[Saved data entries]

========================

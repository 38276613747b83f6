use crate::AttributeInterpolate;
use bmesh_topology::{EdgeId, FaceId, Mesh, VertexId};

/// Global subdivision.
pub trait Subdivide {
    /// Splits every face into one quad per corner.
    ///
    /// Each edge gains a midpoint vertex (attributes interpolated between
    /// the endpoints) and each face a centroid vertex (attributes averaged
    /// over its corners). Every corner then spawns the quad
    /// `(corner, outgoing midpoint, centroid, incoming midpoint)`, and the
    /// original edges are removed, which cascades the original faces away.
    ///
    /// The scratch `id` of the original edges is overwritten; it serves as
    /// the edge-to-midpoint index during the pass. Wireframe edges are
    /// split like any other but leave their midpoint isolated.
    fn subdivide(&mut self) -> &mut Self;
}

impl Subdivide for Mesh {
    fn subdivide(&mut self) -> &mut Self {
        let original_edges: Vec<EdgeId> = self.edge_iter().map(|(e, _)| e).collect();
        let mut midpoints: Vec<VertexId> = Vec::with_capacity(original_edges.len());
        for (index, &e) in original_edges.iter().enumerate() {
            let center = self.edge_center(e);
            let mid = self.add_vertex(center);
            let (a, b) = self[e].ends();
            self.lerp_attributes(mid, a, b, 0.5);
            self[e].id = index as i32;
            midpoints.push(mid);
        }

        let original_faces: Vec<FaceId> = self.face_iter().map(|(f, _)| f).collect();
        for &f in &original_faces {
            let centroid = self.face_center(f);
            let center = self.add_vertex(centroid);
            let corners: Vec<(VertexId, EdgeId, EdgeId)> = self
                .face_loops(f)
                .map(|l| {
                    let prev = self[l].prev();
                    (self[l].vertex(), self[l].edge(), self[prev].edge())
                })
                .collect();
            // running average of the corner attributes onto the centroid
            for (round, &(v, _, _)) in corners.iter().enumerate() {
                self.lerp_attributes(center, center, v, 1.0 / (round + 1) as f32);
            }
            for &(v, outgoing, incoming) in &corners {
                let out_mid = midpoints[self[outgoing].id as usize];
                let in_mid = midpoints[self[incoming].id as usize];
                self.add_face(&[v, out_mid, center, in_mid]).unwrap();
            }
        }

        for e in original_edges {
            self.remove_edge(e);
        }
        self
    }
}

========================

• **What you are asked to do**
Would you print exactly, and only, the lines of the data above from the line with "fn subdivide(&mut self) -> &mut Self;" through the line with "let (a, b) = self[e].ends();", inclusive?

• **Result for this exercise**
    fn subdivide(&mut self) -> &mut Self;
}

impl Subdivide for Mesh {
    fn subdivide(&mut self) -> &mut Self {
        let original_edges: Vec<EdgeId> = self.edge_iter().map(|(e, _)| e).collect();
        let mut midpoints: Vec<VertexId> = Vec::with_capacity(original_edges.len());
        for (index, &e) in original_edges.iter().enumerate() {
            let center = self.edge_center(e);
            let mid = self.add_vertex(center);
            let (a, b) = self[e].ends();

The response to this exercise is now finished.